Learn more: AWS Compute Optimizer Graviton migration guidance
Best practice 5: Implement a rightsizing workflow
Why this matters: A structured workflow turns Compute Optimizer’s recommendations into sustained, measurable cost savings. By establishing a regular cadence — reviewing, validating with stakeholders, and tracking results — your organization builds a continuous optimization loop that adapts as workloads evolve, compounds savings over time, and gives finance teams clear visibility into realized cost reductions.
To operationalize Compute Optimizer recommendations across your organization:
- Establish a regular review cadence — Schedule weekly or bi-weekly rightsizing reviews with your FinOps or cloud operations team.
- Prioritize by savings and confidence — Focus first on Over-provisioned instances with high estimated savings and low performance risk.
- Validate with application owners — Share recommendations with workload owners for context on usage patterns that metrics alone may not reveal (for example, seasonal traffic, scheduled batch jobs).
- Track implementation — Use AWS Cost Explorer to measure realized savings after rightsizing changes.
Note: Tag instances for effective rightsizing at scale. Compute Optimizer recommendations become more actionable when your instances carry consistent tags. At minimum, tag with Environment (prod/staging/dev) to drive review priority, and Application/Workload and Owner/Team to route recommendations to the right team. Compute Optimizer’s console, exports, and API all support tag-based filtering (tag:key and tag-key filters).
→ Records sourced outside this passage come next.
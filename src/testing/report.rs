//! Pass/fail reporting
//!
//! Every assertion ends up here. The reporter prints one uniform block per
//! record and keeps a tally for the closing summary.

use colored::Colorize;

/// Width of the separator rule printed around the run
const RULE_WIDTH: usize = 60;

/// Outcome of one logical assertion
#[derive(Debug, Clone, PartialEq, Eq)]
pub struct TestRecord {
    pub name: String,
    pub passed: bool,
    pub message: Option<String>,
    pub details: Option<String>,
}

impl TestRecord {
    pub fn new(name: impl Into<String>, passed: bool) -> Self {
        Self {
            name: name.into(),
            passed,
            message: None,
            details: None,
        }
    }

    pub fn pass(name: impl Into<String>, message: impl Into<String>) -> Self {
        Self::new(name, true).with_message(message)
    }

    pub fn fail(name: impl Into<String>, message: impl Into<String>) -> Self {
        Self::new(name, false).with_message(message)
    }

    /// Attach a message; an empty string means no message
    pub fn with_message(mut self, message: impl Into<String>) -> Self {
        let message = message.into();
        self.message = (!message.is_empty()).then_some(message);
        self
    }

    pub fn with_details(mut self, details: Option<String>) -> Self {
        self.details = details.filter(|d| !d.is_empty());
        self
    }
}

/// Tally of a completed (or aborted) run
#[derive(Debug, Clone, Default, PartialEq, Eq)]
pub struct RunSummary {
    pub passed: Vec<String>,
    pub failed: Vec<String>,
}

impl RunSummary {
    pub fn total(&self) -> usize {
        self.passed.len() + self.failed.len()
    }

    pub fn all_passed(&self) -> bool {
        self.failed.is_empty()
    }

    /// Exit code for a run that reached the end of its sequence
    ///
    /// Assertion failures only affect the exit code in strict mode.
    pub fn exit_code(&self, strict: bool) -> i32 {
        if strict && !self.all_passed() {
            1
        } else {
            0
        }
    }
}

/// Terminal sink for test records
pub struct Reporter {
    echo: bool,
    verbose: bool,
    summary: RunSummary,
}

impl Reporter {
    /// Reporter that prints to stdout
    pub fn new(verbose: bool) -> Self {
        Self {
            echo: true,
            verbose,
            summary: RunSummary::default(),
        }
    }

    /// Reporter that only tallies
    pub fn quiet() -> Self {
        Self {
            echo: false,
            verbose: false,
            summary: RunSummary::default(),
        }
    }

    /// Whether failed checks should carry response bodies as details
    pub fn verbose(&self) -> bool {
        self.verbose
    }

    pub fn summary(&self) -> &RunSummary {
        &self.summary
    }

    /// Record one assertion and print it
    pub fn report(&mut self, record: TestRecord) {
        if self.echo {
            println!("{}", render(&record));
        }
        if record.passed {
            self.summary.passed.push(record.name);
        } else {
            self.summary.failed.push(record.name);
        }
    }

    /// Header printed before each suite
    pub fn section(&self, title: &str) {
        if self.echo {
            println!("{}", format!("=== Testing {} ===", title).cyan().bold());
        }
    }

    /// Free-form line, e.g. for the run banner
    pub fn line(&self, text: &str) {
        if self.echo {
            println!("{}", text);
        }
    }

    pub fn rule(&self) {
        self.line(&"=".repeat(RULE_WIDTH));
    }
}

/// Format a record as printed: status line, optional message and details,
/// then a blank line
pub fn render(record: &TestRecord) -> String {
    let status = if record.passed {
        "✅ PASS".green().bold()
    } else {
        "❌ FAIL".red().bold()
    };

    let mut out = format!("{} | {}\n", status, record.name);
    if let Some(message) = &record.message {
        out.push_str(&format!("    {}\n", message));
    }
    if let Some(details) = &record.details {
        out.push_str(&format!("    {} {}\n", "Details:".dimmed(), details));
    }
    out
}

#[cfg(test)]
mod tests {
    use super::*;

    #[test]
    fn test_render_pass_without_extras() {
        let out = render(&TestRecord::new("List Businesses", true));
        assert!(out.contains("PASS"));
        assert!(out.contains("| List Businesses"));
        assert_eq!(out.lines().count(), 1);
    }

    #[test]
    fn test_render_fail_with_message_and_details() {
        let record = TestRecord::fail("Invalid Endpoint", "Expected 404, got 200")
            .with_details(Some("{\"ok\":true}".to_string()));
        let out = render(&record);
        let lines: Vec<&str> = out.lines().collect();
        assert!(lines[0].contains("FAIL"));
        assert_eq!(lines[1], "    Expected 404, got 200");
        assert!(lines[2].contains("{\"ok\":true}"));
    }

    #[test]
    fn test_empty_message_and_details_are_dropped() {
        let record = TestRecord::pass("x", "").with_details(Some(String::new()));
        assert!(record.message.is_none());
        assert!(record.details.is_none());
    }

    #[test]
    fn test_reporter_tallies_in_order() {
        let mut reporter = Reporter::quiet();
        reporter.report(TestRecord::pass("a", "ok"));
        reporter.report(TestRecord::fail("b", "nope"));
        reporter.report(TestRecord::pass("c", "ok"));

        let summary = reporter.summary();
        assert_eq!(summary.passed, vec!["a", "c"]);
        assert_eq!(summary.failed, vec!["b"]);
        assert_eq!(summary.total(), 3);
        assert!(!summary.all_passed());
    }

    #[test]
    fn test_exit_code_only_strict_fails() {
        let summary = RunSummary {
            passed: vec!["a".into()],
            failed: vec!["b".into()],
        };
        assert_eq!(summary.exit_code(false), 0);
        assert_eq!(summary.exit_code(true), 1);
        assert_eq!(RunSummary::default().exit_code(true), 0);
    }
}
Taking it further — automate your workflow: For organizations ready to move beyond manual reviews, Compute Optimizer offers built-in automation that allows you to create automation rules that continuously clean up unattached volumes and upgrade volume types based on Compute Optimizer’s data-driven recommendations. For EC2 instance rightsizing, AWS provides a reference architecture for automating Compute Optimizer recommendations using AWS Step Functions, Amazon EventBridge, and AWS Lambda. See: Optimize costs by automating AWS Compute Optimizer recommendations
Clean up
If you installed the CloudWatch Agent as part of best practice 2 and no longer need memory metrics, stop and remove the agent to avoid ongoing custom metric charges.
Conclusion
AWS Compute Optimizer provides data-driven recommendations to help you make more informed EC2 rightsizing decisions. By enabling memory metrics, configuring recommendation preferences aligned to your workload needs, carefully evaluating Graviton alternatives, and establishing a systematic review process, you can identify opportunities to help optimize your EC2 fleet and help reduce costs while considering the performance your applications require.